● ASSIGNMENT
The lines below starting at the line containing "let step = self.script.lock().unwrap().pop_front();" and ending at the line containing "let gate = GenerationGate::default();" are to be repeated exactly, with both ends kept and nothing else added.

(Saved data entries)
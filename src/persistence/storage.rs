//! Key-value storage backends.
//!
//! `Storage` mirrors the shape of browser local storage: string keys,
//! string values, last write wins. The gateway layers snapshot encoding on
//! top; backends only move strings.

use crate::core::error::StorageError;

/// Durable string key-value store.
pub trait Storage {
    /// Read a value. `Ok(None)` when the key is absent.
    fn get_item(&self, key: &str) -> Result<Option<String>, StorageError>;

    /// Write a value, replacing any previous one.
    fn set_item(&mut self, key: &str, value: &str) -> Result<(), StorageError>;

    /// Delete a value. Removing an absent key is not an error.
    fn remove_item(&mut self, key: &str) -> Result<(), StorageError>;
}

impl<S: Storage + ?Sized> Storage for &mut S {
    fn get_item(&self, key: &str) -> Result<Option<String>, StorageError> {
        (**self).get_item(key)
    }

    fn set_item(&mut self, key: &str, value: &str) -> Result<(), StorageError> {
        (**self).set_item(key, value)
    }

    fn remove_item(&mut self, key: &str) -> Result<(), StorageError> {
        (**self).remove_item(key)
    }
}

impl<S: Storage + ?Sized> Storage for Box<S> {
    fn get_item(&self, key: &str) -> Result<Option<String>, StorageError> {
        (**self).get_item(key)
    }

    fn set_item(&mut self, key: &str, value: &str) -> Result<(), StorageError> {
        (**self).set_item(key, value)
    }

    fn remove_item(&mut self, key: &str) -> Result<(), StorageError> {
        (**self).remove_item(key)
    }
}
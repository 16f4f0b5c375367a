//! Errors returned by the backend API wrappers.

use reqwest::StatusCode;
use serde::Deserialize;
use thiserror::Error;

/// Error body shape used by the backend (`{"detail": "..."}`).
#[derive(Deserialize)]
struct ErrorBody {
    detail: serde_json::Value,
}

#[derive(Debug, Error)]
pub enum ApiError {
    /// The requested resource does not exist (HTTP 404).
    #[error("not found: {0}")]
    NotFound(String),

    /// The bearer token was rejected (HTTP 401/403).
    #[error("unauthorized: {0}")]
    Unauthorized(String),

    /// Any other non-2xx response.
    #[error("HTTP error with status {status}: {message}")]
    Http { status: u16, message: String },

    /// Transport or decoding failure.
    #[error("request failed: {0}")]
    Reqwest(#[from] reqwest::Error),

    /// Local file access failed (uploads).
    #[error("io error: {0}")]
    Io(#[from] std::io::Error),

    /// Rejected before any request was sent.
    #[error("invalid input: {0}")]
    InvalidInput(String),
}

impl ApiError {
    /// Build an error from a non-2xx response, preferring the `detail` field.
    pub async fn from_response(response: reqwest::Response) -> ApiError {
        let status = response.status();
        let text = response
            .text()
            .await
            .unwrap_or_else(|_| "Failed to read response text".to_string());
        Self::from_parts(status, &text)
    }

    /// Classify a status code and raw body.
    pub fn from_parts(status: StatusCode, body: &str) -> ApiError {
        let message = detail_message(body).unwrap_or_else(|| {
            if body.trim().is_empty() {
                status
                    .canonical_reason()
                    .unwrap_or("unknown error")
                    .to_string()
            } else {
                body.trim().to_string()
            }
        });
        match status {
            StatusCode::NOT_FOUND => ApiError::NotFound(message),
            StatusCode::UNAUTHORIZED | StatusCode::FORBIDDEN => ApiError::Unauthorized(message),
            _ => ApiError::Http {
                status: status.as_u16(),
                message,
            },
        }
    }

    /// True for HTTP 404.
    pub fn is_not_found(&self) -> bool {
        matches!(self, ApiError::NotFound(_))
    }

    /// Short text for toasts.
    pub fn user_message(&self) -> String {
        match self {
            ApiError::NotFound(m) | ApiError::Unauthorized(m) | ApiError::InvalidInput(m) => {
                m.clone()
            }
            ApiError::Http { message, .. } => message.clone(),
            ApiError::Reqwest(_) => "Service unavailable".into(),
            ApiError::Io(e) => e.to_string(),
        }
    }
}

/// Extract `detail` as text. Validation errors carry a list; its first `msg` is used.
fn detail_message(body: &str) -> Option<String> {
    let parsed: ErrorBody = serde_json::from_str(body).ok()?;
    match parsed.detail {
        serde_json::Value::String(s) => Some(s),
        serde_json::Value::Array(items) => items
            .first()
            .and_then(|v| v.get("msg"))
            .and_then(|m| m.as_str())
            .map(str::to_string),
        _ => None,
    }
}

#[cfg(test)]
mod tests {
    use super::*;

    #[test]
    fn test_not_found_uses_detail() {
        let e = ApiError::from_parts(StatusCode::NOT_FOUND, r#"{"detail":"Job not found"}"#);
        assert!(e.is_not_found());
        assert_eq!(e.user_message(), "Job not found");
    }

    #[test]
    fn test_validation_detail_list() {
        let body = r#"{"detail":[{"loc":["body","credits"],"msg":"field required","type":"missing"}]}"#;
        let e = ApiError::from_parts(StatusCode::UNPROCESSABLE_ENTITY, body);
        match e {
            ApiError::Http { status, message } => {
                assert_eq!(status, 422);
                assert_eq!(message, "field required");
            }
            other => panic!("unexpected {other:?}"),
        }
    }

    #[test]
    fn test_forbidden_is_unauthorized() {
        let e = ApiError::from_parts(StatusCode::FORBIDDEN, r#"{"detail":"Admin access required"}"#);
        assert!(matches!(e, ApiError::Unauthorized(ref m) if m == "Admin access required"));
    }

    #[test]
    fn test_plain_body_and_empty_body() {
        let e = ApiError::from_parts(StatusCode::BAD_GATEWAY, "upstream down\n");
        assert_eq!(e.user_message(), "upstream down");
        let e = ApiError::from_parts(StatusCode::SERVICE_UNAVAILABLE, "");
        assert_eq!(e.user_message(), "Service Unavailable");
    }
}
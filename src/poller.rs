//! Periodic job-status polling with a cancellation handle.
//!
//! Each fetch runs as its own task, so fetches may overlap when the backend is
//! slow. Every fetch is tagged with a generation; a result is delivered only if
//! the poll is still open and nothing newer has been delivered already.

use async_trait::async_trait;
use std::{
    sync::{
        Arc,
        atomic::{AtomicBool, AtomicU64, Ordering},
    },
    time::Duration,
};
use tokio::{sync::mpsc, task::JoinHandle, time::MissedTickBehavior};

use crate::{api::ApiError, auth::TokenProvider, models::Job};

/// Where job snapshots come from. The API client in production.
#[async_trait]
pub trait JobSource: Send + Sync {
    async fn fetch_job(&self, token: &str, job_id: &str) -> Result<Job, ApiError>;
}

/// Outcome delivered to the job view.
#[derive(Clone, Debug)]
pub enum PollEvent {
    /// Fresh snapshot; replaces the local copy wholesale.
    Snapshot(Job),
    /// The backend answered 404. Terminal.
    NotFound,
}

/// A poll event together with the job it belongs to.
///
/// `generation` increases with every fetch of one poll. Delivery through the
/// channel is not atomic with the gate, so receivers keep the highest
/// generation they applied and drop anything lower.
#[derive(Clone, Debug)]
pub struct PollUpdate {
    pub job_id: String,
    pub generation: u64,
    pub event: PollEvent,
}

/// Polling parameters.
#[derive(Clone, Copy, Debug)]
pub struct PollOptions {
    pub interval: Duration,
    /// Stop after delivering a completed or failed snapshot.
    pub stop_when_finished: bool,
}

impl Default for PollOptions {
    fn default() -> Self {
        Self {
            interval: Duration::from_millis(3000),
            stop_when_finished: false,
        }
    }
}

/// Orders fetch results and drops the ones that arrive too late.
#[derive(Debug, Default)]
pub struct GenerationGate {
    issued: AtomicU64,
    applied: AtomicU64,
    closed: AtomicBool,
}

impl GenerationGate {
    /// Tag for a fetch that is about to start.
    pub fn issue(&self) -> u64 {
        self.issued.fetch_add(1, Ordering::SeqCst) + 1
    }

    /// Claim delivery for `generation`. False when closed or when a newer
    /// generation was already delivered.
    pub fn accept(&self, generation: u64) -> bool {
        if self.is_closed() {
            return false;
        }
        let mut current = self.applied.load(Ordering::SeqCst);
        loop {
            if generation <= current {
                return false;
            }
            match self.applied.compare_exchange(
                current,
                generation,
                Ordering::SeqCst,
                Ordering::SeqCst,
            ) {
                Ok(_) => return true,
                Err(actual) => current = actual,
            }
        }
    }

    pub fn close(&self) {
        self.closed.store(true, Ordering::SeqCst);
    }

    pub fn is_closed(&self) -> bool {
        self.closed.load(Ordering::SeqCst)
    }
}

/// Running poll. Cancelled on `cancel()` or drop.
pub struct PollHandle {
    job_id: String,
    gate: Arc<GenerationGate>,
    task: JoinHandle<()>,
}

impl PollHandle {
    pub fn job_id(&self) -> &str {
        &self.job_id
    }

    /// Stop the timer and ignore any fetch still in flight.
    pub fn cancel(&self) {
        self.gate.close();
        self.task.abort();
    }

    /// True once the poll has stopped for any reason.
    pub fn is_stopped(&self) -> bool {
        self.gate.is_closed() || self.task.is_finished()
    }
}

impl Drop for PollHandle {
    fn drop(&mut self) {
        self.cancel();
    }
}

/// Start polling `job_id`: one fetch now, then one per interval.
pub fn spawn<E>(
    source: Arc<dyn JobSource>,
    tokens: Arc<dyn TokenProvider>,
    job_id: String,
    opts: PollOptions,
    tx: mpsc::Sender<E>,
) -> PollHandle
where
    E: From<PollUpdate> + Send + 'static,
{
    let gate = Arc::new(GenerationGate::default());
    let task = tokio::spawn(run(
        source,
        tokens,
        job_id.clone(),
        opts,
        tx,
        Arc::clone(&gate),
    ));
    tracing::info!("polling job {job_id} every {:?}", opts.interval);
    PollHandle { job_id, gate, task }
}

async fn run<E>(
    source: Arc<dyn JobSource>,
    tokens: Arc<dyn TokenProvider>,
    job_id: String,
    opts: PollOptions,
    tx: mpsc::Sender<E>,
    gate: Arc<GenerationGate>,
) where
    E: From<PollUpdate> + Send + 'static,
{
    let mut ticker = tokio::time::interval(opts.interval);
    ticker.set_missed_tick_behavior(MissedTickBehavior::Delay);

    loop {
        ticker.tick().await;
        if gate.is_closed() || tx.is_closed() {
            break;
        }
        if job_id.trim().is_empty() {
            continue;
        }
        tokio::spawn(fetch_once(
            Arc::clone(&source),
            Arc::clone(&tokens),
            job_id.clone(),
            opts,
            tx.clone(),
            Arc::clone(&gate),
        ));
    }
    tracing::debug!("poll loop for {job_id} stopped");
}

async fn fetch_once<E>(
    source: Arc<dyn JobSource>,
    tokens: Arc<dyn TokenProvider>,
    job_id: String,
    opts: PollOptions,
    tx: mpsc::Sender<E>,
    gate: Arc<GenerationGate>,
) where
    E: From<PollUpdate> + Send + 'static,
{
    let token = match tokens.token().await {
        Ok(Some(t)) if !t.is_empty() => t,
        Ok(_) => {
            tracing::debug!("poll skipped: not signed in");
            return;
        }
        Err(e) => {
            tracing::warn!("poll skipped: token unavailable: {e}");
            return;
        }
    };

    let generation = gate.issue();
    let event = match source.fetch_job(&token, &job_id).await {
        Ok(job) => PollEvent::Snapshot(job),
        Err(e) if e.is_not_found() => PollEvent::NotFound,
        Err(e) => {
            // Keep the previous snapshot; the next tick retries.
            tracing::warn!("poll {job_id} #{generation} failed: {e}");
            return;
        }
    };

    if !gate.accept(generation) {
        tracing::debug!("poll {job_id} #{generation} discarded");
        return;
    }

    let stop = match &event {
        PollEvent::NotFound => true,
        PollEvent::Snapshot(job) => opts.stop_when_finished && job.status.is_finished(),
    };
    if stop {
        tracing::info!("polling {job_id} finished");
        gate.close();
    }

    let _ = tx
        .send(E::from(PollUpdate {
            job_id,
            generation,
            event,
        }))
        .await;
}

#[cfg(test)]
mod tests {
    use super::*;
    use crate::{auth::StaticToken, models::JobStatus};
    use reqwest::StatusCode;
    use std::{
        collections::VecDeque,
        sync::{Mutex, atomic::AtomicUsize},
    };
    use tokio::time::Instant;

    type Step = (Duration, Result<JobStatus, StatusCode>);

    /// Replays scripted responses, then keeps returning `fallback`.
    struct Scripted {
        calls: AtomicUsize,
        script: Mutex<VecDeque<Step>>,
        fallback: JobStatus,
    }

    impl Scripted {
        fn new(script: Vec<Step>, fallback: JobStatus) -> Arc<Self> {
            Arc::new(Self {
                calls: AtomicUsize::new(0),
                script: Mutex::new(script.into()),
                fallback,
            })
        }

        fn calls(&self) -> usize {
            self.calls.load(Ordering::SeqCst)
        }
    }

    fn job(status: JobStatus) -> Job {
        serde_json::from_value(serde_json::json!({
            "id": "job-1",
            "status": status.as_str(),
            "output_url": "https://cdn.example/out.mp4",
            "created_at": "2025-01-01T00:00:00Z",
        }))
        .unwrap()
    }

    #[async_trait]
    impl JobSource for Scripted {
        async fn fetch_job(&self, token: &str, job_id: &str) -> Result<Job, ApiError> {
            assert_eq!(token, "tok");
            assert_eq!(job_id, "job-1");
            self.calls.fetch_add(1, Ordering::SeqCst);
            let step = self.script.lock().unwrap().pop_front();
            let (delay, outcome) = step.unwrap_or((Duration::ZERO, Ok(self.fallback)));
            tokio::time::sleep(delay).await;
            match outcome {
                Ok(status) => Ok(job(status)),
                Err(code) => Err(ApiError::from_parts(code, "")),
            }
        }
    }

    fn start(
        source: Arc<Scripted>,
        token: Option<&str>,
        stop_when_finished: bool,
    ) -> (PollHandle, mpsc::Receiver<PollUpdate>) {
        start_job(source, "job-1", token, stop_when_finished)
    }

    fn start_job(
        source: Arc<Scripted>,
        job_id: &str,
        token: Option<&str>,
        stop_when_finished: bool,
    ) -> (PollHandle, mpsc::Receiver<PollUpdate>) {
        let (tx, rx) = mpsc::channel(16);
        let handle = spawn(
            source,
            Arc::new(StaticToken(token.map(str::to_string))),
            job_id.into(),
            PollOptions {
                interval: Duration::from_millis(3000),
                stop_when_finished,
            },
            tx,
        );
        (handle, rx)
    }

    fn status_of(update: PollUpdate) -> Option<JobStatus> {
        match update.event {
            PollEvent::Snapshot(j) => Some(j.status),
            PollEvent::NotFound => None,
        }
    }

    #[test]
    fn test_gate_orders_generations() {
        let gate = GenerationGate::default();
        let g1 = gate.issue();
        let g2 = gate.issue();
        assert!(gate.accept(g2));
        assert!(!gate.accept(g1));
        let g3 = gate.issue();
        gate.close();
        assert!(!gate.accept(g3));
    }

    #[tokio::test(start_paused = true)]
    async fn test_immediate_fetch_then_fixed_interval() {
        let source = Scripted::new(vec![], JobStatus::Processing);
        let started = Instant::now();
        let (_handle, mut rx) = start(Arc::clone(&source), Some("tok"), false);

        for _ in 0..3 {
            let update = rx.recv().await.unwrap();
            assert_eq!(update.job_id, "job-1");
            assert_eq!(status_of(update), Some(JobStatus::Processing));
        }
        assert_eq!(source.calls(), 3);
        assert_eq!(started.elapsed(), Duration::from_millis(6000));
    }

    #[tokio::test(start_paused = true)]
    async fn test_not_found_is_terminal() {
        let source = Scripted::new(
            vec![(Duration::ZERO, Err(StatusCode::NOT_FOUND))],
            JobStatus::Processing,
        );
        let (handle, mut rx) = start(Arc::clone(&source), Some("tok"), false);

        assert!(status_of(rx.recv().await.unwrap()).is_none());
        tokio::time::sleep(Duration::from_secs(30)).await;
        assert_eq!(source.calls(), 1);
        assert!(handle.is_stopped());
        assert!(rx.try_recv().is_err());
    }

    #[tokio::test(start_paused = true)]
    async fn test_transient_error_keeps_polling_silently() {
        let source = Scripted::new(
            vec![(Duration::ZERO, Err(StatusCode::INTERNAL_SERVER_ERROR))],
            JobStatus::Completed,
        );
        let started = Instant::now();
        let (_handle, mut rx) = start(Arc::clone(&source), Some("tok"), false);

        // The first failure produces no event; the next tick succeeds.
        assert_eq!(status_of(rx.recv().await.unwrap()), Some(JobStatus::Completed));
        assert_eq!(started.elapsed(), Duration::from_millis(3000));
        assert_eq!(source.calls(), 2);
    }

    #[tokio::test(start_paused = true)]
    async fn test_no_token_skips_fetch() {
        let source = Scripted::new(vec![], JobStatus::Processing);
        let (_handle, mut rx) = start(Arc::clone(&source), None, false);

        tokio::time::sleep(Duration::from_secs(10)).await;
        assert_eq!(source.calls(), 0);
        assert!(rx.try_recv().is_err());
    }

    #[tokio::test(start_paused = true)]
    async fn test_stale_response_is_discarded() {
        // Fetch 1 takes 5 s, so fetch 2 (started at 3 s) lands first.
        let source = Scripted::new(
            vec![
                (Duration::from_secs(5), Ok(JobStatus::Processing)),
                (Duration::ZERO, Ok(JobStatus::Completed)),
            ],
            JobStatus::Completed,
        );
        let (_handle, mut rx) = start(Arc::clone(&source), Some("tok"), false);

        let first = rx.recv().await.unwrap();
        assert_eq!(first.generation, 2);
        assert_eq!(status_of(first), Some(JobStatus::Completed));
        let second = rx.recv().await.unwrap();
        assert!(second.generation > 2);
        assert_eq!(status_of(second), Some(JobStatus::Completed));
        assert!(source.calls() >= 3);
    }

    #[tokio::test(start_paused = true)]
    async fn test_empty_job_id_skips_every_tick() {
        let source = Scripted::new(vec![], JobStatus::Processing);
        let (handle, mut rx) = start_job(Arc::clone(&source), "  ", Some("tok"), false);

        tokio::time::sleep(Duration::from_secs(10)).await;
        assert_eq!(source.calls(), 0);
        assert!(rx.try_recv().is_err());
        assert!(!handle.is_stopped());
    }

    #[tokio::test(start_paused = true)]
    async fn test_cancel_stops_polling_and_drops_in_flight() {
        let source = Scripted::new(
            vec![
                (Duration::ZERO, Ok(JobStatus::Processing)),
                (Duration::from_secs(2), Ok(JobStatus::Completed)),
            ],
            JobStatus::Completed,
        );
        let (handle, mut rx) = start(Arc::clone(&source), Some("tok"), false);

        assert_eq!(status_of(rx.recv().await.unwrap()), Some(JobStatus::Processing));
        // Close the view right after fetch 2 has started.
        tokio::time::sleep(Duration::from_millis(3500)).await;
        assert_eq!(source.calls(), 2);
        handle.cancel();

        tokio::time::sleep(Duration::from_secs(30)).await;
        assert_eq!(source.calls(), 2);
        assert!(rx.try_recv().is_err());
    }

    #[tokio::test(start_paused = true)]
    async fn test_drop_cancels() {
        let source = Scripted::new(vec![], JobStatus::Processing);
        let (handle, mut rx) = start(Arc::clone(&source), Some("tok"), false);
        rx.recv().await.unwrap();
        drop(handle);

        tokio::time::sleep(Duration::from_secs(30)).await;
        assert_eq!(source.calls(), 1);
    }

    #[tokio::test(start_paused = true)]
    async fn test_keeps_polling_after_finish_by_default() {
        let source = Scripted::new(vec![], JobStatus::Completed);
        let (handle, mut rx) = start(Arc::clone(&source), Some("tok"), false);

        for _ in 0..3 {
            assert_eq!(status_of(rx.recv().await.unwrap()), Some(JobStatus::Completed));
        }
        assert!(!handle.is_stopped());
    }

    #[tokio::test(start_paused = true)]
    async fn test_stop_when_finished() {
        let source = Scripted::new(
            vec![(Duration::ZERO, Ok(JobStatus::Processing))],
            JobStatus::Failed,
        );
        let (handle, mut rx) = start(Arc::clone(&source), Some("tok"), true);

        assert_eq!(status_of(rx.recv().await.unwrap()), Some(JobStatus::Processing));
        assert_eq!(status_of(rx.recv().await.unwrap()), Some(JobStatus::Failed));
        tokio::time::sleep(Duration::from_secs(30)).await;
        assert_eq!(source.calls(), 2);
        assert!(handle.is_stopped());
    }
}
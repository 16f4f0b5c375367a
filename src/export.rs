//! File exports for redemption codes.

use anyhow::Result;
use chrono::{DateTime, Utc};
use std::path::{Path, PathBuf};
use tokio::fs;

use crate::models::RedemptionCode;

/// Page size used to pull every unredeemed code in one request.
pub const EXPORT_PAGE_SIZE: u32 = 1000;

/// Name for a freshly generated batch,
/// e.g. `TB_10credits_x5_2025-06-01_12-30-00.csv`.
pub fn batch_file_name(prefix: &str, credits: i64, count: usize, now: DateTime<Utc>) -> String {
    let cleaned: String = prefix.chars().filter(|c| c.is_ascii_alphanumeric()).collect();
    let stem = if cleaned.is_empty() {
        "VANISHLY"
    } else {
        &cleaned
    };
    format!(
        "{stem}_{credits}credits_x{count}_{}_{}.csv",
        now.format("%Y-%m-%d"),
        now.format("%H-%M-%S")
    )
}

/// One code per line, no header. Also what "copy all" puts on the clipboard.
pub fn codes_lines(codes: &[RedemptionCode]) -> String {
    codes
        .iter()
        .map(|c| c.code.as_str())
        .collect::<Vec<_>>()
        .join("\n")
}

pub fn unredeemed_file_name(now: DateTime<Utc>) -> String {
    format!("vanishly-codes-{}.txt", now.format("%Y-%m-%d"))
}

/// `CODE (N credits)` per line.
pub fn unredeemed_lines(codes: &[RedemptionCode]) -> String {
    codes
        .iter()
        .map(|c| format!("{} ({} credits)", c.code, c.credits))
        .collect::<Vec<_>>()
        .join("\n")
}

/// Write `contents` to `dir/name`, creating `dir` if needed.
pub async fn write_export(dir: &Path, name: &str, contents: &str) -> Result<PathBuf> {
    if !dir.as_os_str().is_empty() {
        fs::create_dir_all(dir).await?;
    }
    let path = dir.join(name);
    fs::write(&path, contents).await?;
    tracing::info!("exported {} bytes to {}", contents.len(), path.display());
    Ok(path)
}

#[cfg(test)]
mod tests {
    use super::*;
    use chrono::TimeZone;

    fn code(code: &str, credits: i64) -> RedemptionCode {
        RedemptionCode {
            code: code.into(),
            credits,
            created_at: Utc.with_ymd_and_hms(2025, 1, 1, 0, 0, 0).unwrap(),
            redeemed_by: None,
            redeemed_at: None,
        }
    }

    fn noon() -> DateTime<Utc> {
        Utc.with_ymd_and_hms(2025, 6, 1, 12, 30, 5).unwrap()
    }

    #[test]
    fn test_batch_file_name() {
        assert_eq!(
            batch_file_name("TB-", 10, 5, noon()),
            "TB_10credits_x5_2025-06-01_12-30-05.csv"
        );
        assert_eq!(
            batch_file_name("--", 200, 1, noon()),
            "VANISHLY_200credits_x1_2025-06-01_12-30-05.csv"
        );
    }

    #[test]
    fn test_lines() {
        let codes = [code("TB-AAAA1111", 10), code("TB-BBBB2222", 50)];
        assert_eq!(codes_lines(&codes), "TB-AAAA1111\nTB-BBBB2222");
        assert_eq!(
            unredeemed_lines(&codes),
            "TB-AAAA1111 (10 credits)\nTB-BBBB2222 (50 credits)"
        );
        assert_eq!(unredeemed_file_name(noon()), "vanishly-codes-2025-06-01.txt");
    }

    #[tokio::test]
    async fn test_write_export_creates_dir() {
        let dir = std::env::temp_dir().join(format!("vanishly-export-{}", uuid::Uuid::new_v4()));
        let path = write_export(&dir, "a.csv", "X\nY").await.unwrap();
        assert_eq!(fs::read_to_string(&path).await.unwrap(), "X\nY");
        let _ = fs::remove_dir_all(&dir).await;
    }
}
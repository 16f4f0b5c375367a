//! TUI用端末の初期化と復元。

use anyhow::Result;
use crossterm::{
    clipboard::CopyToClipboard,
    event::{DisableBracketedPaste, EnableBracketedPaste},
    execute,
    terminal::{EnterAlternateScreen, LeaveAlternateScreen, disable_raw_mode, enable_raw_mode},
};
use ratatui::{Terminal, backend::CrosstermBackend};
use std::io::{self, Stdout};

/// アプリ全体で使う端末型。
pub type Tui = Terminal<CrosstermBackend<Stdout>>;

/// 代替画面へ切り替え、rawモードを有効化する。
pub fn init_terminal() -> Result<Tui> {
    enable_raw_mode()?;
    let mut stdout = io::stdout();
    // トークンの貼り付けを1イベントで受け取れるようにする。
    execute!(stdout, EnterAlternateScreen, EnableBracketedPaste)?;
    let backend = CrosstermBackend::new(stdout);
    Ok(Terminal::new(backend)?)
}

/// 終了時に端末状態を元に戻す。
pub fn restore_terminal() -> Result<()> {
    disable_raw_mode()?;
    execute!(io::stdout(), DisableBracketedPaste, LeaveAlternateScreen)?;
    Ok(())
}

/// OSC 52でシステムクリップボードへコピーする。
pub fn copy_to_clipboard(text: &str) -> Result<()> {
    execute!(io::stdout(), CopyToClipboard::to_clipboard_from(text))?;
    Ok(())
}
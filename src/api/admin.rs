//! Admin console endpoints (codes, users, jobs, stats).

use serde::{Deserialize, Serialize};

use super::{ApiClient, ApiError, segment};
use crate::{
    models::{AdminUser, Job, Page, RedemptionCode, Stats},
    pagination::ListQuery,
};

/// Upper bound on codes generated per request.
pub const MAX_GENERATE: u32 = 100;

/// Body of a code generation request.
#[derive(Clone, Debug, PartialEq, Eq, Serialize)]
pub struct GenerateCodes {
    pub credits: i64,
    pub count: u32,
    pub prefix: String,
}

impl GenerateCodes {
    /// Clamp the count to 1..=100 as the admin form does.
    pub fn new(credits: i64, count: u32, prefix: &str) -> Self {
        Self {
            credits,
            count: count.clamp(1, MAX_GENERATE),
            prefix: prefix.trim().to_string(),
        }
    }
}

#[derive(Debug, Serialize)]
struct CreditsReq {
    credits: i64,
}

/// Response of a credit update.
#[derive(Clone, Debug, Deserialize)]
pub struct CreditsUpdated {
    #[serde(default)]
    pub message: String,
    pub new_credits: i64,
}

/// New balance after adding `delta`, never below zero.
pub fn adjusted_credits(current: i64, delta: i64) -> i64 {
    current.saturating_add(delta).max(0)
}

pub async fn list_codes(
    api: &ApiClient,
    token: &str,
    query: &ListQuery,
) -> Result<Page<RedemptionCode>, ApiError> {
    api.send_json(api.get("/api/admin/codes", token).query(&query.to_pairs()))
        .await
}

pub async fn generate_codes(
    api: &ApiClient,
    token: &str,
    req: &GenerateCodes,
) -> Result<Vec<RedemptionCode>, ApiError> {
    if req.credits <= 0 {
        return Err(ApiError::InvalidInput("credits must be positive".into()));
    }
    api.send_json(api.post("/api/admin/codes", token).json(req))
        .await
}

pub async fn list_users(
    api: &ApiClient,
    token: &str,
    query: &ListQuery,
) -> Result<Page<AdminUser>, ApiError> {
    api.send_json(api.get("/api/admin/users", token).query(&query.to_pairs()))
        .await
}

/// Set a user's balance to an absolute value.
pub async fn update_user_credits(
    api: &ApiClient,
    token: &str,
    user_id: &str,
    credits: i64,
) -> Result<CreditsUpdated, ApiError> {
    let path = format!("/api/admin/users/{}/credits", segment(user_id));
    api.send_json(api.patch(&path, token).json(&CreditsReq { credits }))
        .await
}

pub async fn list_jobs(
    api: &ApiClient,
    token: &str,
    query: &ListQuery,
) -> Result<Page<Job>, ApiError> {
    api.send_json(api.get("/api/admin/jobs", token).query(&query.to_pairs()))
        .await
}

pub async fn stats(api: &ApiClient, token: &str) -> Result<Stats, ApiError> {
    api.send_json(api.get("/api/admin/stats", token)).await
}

● THE COMPLETED TASK
            let step = self.script.lock().unwrap().pop_front();
            let (delay, outcome) = step.unwrap_or((Duration::ZERO, Ok(self.fallback)));
            tokio::time::sleep(delay).await;
            match outcome {
                Ok(status) => Ok(job(status)),
                Err(code) => Err(ApiError::from_parts(code, "")),
            }
        }
    }

    fn start(
        source: Arc<Scripted>,
        token: Option<&str>,
        stop_when_finished: bool,
    ) -> (PollHandle, mpsc::Receiver<PollUpdate>) {
        start_job(source, "job-1", token, stop_when_finished)
    }

    fn start_job(
        source: Arc<Scripted>,
        job_id: &str,
        token: Option<&str>,
        stop_when_finished: bool,
    ) -> (PollHandle, mpsc::Receiver<PollUpdate>) {
        let (tx, rx) = mpsc::channel(16);
        let handle = spawn(
            source,
            Arc::new(StaticToken(token.map(str::to_string))),
            job_id.into(),
            PollOptions {
                interval: Duration::from_millis(3000),
                stop_when_finished,
            },
            tx,
        );
        (handle, rx)
    }

    fn status_of(update: PollUpdate) -> Option<JobStatus> {
        match update.event {
            PollEvent::Snapshot(j) => Some(j.status),
            PollEvent::NotFound => None,
        }
    }

    #[test]
    fn test_gate_orders_generations() {
        let gate = GenerationGate::default();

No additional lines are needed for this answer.